Damon Locks & Black Monument Ensemble Share Video “Now (Forever Momentary Space)”, Announce New Album

Chicago’s Black Monument Ensemble announce its sophomore release NOW (International Anthem), set for release April 9th digitally, and July 9th physically. The group shares the new ingle/video, “Now (Forever Momentary Space).” Originally conceived as a medium for Chicago-based multimedia artist/activist Damon Locks’ sample-based sound collage work, Black Monument Ensemble has evolved into a vibrant collective of artists, musicians, singers, and dancers making work with common goals of joy, compassion, and intention. Galvanized by Locks’s conceptualizing, poeticizing, and guiding vision, the contributors come from all facets of the diverse wellspring of Black artistic excellence in Chicago, bringing their unique perspectives and experiences to uplifting, anthemic, and highly animated musical performance.

BME is a genuinely multi-generational collective; with members ages ranging from 9 to 52 years old. In addition to Locks, current and consistent BME members include musicians Angel Bat Dawid, Ben LaMar Gay, Dana Hall, and Arif Smith; singers Phillip Armstrong, Monique Golding, Rayna Golding, Tramaine Parker, Richie Parks, Erica Rene, and Eric Tre’von; and dancers Raven Lewis, Cheyenne Spencer, Mary Thomas, Bryonna Young, Tiarra Young, and Keisha Janae.

NOW follows up the group’s debut album Where Future Unfolds, created in the final throes of Summer 2020, following months of pandemic-induced fear and isolation, the explosion of social unrest, struggle, and violence in the streets, and as the certain presence of a new reality had fully settled in. Set up safely in the garden behind Chicago’s Experimental Sound Studio, the music was recorded in only a few takes, capturing the first times’ members of BME had ever played or sang the tunes. For Locks, the impetus was more about getting together to commune and make art than it was about producing an album. In his words: “It was about offering a new thought. It was about resisting the darkness. It was about expressing possibility. It was about asking the question, ‘Since the future has unfolded and taken a new and dangerous shape…what happens NOW?’”

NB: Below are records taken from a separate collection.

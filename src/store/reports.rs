//! Registry of generated reports kept in object storage

use async_trait::async_trait;
use parking_lot::Mutex;
use sqlx::types::Json;
use sqlx::PgPool;
use std::collections::HashMap;

use super::StoreResult;
use crate::domain::reports::ReportRecord;

#[async_trait]
pub trait ReportRegistry: Send + Sync {
    async fn save_report(&self, record: &ReportRecord) -> StoreResult<()>;

    async fn get_report(&self, owner_email: &str, report_id: &str)
        -> StoreResult<Option<ReportRecord>>;

    /// True when a record was removed
    async fn delete_report(&self, owner_email: &str, report_id: &str) -> StoreResult<bool>;

    /// Newest first
    async fn list_reports(
        &self,
        owner_email: &str,
        proposal_id: Option<&str>,
        limit: usize,
    ) -> StoreResult<Vec<ReportRecord>>;
}

#[derive(Default)]
pub struct MemoryReportRegistry {
    reports: Mutex<HashMap<(String, String), ReportRecord>>,
}

#[async_trait]
impl ReportRegistry for MemoryReportRegistry {
    async fn save_report(&self, record: &ReportRecord) -> StoreResult<()> {
        self.reports.lock().insert(
            (record.owner_email.clone(), record.report_id.clone()),
            record.clone(),
        );
        Ok(())
    }

    async fn get_report(
        &self,
        owner_email: &str,
        report_id: &str,
    ) -> StoreResult<Option<ReportRecord>> {
        Ok(self
            .reports
            .lock()
            .get(&(owner_email.to_string(), report_id.to_string()))
            .cloned())
    }

    async fn delete_report(&self, owner_email: &str, report_id: &str) -> StoreResult<bool> {
        Ok(self
            .reports
            .lock()
            .remove(&(owner_email.to_string(), report_id.to_string()))
            .is_some())
    }

    async fn list_reports(
        &self,
        owner_email: &str,
        proposal_id: Option<&str>,
        limit: usize,
    ) -> StoreResult<Vec<ReportRecord>> {
        let mut rows: Vec<ReportRecord> = self
            .reports
            .lock()
            .values()
            .filter(|r| r.owner_email == owner_email)
            .filter(|r| proposal_id.is_none() || r.proposal_id.as_deref() == proposal_id)
            .cloned()
            .collect();
        rows.sort_by(|a, b| {
            b.updated_at
                .cmp(&a.updated_at)
                .then_with(|| b.created_at.cmp(&a.created_at))
        });
        rows.truncate(limit);
        Ok(rows)
    }
}

pub struct PgReportRegistry {
    pool: PgPool,
}

impl PgReportRegistry {
    pub fn new(pool: PgPool) -> Self {
        Self { pool }
    }
}

#[async_trait]
impl ReportRegistry for PgReportRegistry {
    async fn save_report(&self, record: &ReportRecord) -> StoreResult<()> {
        sqlx::query(
            "INSERT INTO reports (owner_email, report_id, proposal_id, updated_at, body) \
             VALUES ($1, $2, $3, $4, $5) \
             ON CONFLICT (owner_email, report_id) DO UPDATE SET \
               proposal_id = EXCLUDED.proposal_id, updated_at = EXCLUDED.updated_at, body = EXCLUDED.body",
        )
        .bind(&record.owner_email)
        .bind(&record.report_id)
        .bind(&record.proposal_id)
        .bind(record.updated_at)
        .bind(Json(record))
        .execute(&self.pool)
        .await?;
        Ok(())
    }

    async fn get_report(
        &self,
        owner_email: &str,
        report_id: &str,
    ) -> StoreResult<Option<ReportRecord>> {
        let row: Option<(Json<ReportRecord>,)> =
            sqlx::query_as("SELECT body FROM reports WHERE owner_email = $1 AND report_id = $2")
                .bind(owner_email)
                .bind(report_id)
                .fetch_optional(&self.pool)
                .await?;
        Ok(row.map(|(Json(r),)| r))
    }

    async fn delete_report(&self, owner_email: &str, report_id: &str) -> StoreResult<bool> {
        let result = sqlx::query("DELETE FROM reports WHERE owner_email = $1 AND report_id = $2")
            .bind(owner_email)
            .bind(report_id)
            .execute(&self.pool)
            .await?;
        Ok(result.rows_affected() > 0)
    }

    async fn list_reports(
        &self,
        owner_email: &str,
        proposal_id: Option<&str>,
        limit: usize,
    ) -> StoreResult<Vec<ReportRecord>> {
        let rows: Vec<(Json<ReportRecord>,)> = sqlx::query_as(
            "SELECT body FROM reports \
             WHERE owner_email = $1 AND ($2::TEXT IS NULL OR proposal_id = $2) \
             ORDER BY updated_at DESC LIMIT $3",
        )
        .bind(owner_email)
        .bind(proposal_id)
        .bind(limit as i64)
        .fetch_all(&self.pool)
        .await?;
        Ok(rows.into_iter().map(|(Json(r),)| r).collect())
    }
}

#[cfg(test)]
mod tests {
    use super::*;
    use chrono::{Duration, Utc};
    use serde_json::Value;

    fn record(owner: &str, id: &str, proposal: Option<&str>, age_minutes: i64) -> ReportRecord {
        let at = Utc::now() - Duration::minutes(age_minutes);
        ReportRecord {
            owner_email: owner.to_string(),
            report_id: id.to_string(),
            filename: format!("{id}.pdf"),
            content_type: "application/pdf".to_string(),
            bucket: "reports".to_string(),
            key: format!("reports/{id}.pdf"),
            size_bytes: 1024,
            created_by: owner.to_string(),
            tool_version: Some("test".to_string()),
            proposal_id: proposal.map(str::to_string),
            proposal_title: None,
            proposal_public_id: None,
            proposal_version: None,
            total_cost: Some(1000.0),
            total_hours: Some(10.0),
            module_count: Some(1),
            complexity: Some("M".to_string()),
            period_of_performance: None,
            estimating_method: None,
            tone: None,
            include_ai: false,
            report_label: None,
            payload: Value::Null,
            created_at: at,
            updated_at: at,
        }
    }

    #[tokio::test]
    async fn test_list_scoped_to_owner_newest_first() {
        let registry = MemoryReportRegistry::default();
        registry.save_report(&record("a@x.gov", "rep_old", Some("prop_1"), 30)).await.unwrap();
        registry.save_report(&record("a@x.gov", "rep_new", None, 1)).await.unwrap();
        registry.save_report(&record("b@x.gov", "rep_other", None, 5)).await.unwrap();

        let ids: Vec<String> = registry
            .list_reports("a@x.gov", None, 10)
            .await
            .unwrap()
            .into_iter()
            .map(|r| r.report_id)
            .collect();
        assert_eq!(ids, vec!["rep_new", "rep_old"]);

        let linked = registry.list_reports("a@x.gov", Some("prop_1"), 10).await.unwrap();
        assert_eq!(linked.len(), 1);

        assert!(registry.get_report("b@x.gov", "rep_old").await.unwrap().is_none());
        assert!(registry.delete_report("a@x.gov", "rep_old").await.unwrap());
        assert!(!registry.delete_report("a@x.gov", "rep_old").await.unwrap());
    }
}
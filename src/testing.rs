//! Test doubles for the tracker's collaborators.

use async_trait::async_trait;
use chrono::{DateTime, TimeZone, Utc};
use parking_lot::Mutex;
use std::sync::atomic::{AtomicUsize, Ordering};
use std::time::Duration;

use crate::error::{AuthError, StorageError};
use crate::notify::{Navigator, Notifier, Toast, ToastId};
use crate::session::{AuthContext, Clock, Session};
use crate::storage::KeyValueStore;

pub fn epoch() -> DateTime<Utc> {
    Utc.timestamp_opt(1_700_000_000, 0).unwrap()
}

pub struct ManualClock {
    now: Mutex<DateTime<Utc>>,
}

impl ManualClock {
    pub fn new(now: DateTime<Utc>) -> Self {
        Self {
            now: Mutex::new(now),
        }
    }

    pub fn advance(&self, by: chrono::Duration) {
        *self.now.lock() += by;
    }
}

impl Clock for ManualClock {
    fn now(&self) -> DateTime<Utc> {
        *self.now.lock()
    }
}

/// Wall clock driven by tokio's (pausable) timer, starting at [`epoch`].
pub struct TokioClock {
    started: tokio::time::Instant,
}

impl TokioClock {
    pub fn new() -> Self {
        Self {
            started: tokio::time::Instant::now(),
        }
    }
}

impl Clock for TokioClock {
    fn now(&self) -> DateTime<Utc> {
        let elapsed = tokio::time::Instant::now() - self.started;
        epoch() + chrono::Duration::from_std(elapsed).unwrap()
    }
}

#[derive(Debug, Clone, Copy)]
pub enum RefreshBehavior {
    /// Issue a session expiring at the given Unix timestamp
    Extend(i64),
    /// Succeed without moving the expiry
    Keep,
    Fail,
}

pub struct MockAuth {
    session: Mutex<Option<Session>>,
    behavior: Mutex<RefreshBehavior>,
    delay: Option<Duration>,
    refresh_calls: AtomicUsize,
    logout_calls: AtomicUsize,
}

impl MockAuth {
    pub fn new(session: Option<Session>, behavior: RefreshBehavior) -> Self {
        Self {
            session: Mutex::new(session),
            behavior: Mutex::new(behavior),
            delay: None,
            refresh_calls: AtomicUsize::new(0),
            logout_calls: AtomicUsize::new(0),
        }
    }

    pub fn expiring_at(exp: i64, behavior: RefreshBehavior) -> Self {
        Self::new(Some(Session::new(exp)), behavior)
    }

    pub fn with_delay(mut self, delay: Duration) -> Self {
        self.delay = Some(delay);
        self
    }

    pub fn set_behavior(&self, behavior: RefreshBehavior) {
        *self.behavior.lock() = behavior;
    }

    pub fn refresh_calls(&self) -> usize {
        self.refresh_calls.load(Ordering::SeqCst)
    }

    pub fn logout_calls(&self) -> usize {
        self.logout_calls.load(Ordering::SeqCst)
    }
}

#[async_trait]
impl AuthContext for MockAuth {
    fn current_session(&self) -> Option<Session> {
        self.session.lock().clone()
    }

    async fn logout(&self) {
        self.logout_calls.fetch_add(1, Ordering::SeqCst);
        *self.session.lock() = None;
    }

    async fn refresh_token(&self) -> Result<Session, AuthError> {
        self.refresh_calls.fetch_add(1, Ordering::SeqCst);
        if let Some(delay) = self.delay {
            tokio::time::sleep(delay).await;
        }

        let behavior = *self.behavior.lock();
        match behavior {
            RefreshBehavior::Extend(exp) => {
                let session = Session::new(exp);
                *self.session.lock() = Some(session.clone());
                Ok(session)
            }
            RefreshBehavior::Keep => self.current_session().ok_or(AuthError::MissingToken),
            RefreshBehavior::Fail => Err(AuthError::Rejected {
                status: 401,
                body: "refresh token expired".to_string(),
            }),
        }
    }
}

#[derive(Default)]
pub struct RecordingNotifier {
    shown: Mutex<Vec<Toast>>,
    dismissed: Mutex<Vec<ToastId>>,
}

impl RecordingNotifier {
    pub fn toasts(&self) -> Vec<Toast> {
        self.shown.lock().clone()
    }

    pub fn titles(&self) -> Vec<String> {
        self.shown.lock().iter().map(|t| t.title.clone()).collect()
    }

    pub fn dismissed(&self) -> Vec<ToastId> {
        self.dismissed.lock().clone()
    }
}

impl Notifier for RecordingNotifier {
    fn show(&self, toast: Toast) -> ToastId {
        let id = toast.id;
        self.shown.lock().push(toast);
        id
    }

    fn dismiss(&self, id: ToastId) {
        self.dismissed.lock().push(id);
    }
}

#[derive(Default)]
pub struct RecordingNavigator {
    paths: Mutex<Vec<String>>,
}

impl RecordingNavigator {
    pub fn paths(&self) -> Vec<String> {
        self.paths.lock().clone()
    }
}

impl Navigator for RecordingNavigator {
    fn push(&self, path: &str) {
        self.paths.lock().push(path.to_string());
    }
}

/// A store whose every operation fails.
pub struct BrokenStore;

impl KeyValueStore for BrokenStore {
    fn get(&self, _key: &str) -> Result<Option<String>, StorageError> {
        Err(StorageError::Unavailable("quota exceeded".to_string()))
    }

    fn set(&self, _key: &str, _value: &str) -> Result<(), StorageError> {
        Err(StorageError::Unavailable("quota exceeded".to_string()))
    }

    fn remove(&self, _key: &str) -> Result<(), StorageError> {
        Err(StorageError::Unavailable("quota exceeded".to_string()))
    }
}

For the lead single “Now (Forever Momentary Space),” Locks was inspired by “a short story by writer Cadwell Turnbull called, ‘Jump.’ The story is about a couple who experience something seemingly impossible and the lengths one of them would go to control that. It ultimately is an investigation in acceptance and imagining what is possible and taking a leap towards it. ‘Now (Forever Momentary Space)’ is about the moment outside of the timeline where everything is possible. That moment is Now.” The video combines Locks’ artwork, documentary footage and photography shot by Brian Ashby at the outdoor recording session, and animation by Rob Shaw. The video blends the visual world of Locks’ art with the very present documentary footage of recording in the heat of the late Summer 2020. “The video captures the artistic otherworldliness that can be invoked through sound and visuals, yet the reality of the present danger of COVID can be seen in the masks everyone has,” says Locks.  “It is my hope that the video feels rooted in our reality but suggests that we have the materials to manifest something new in the immediate.”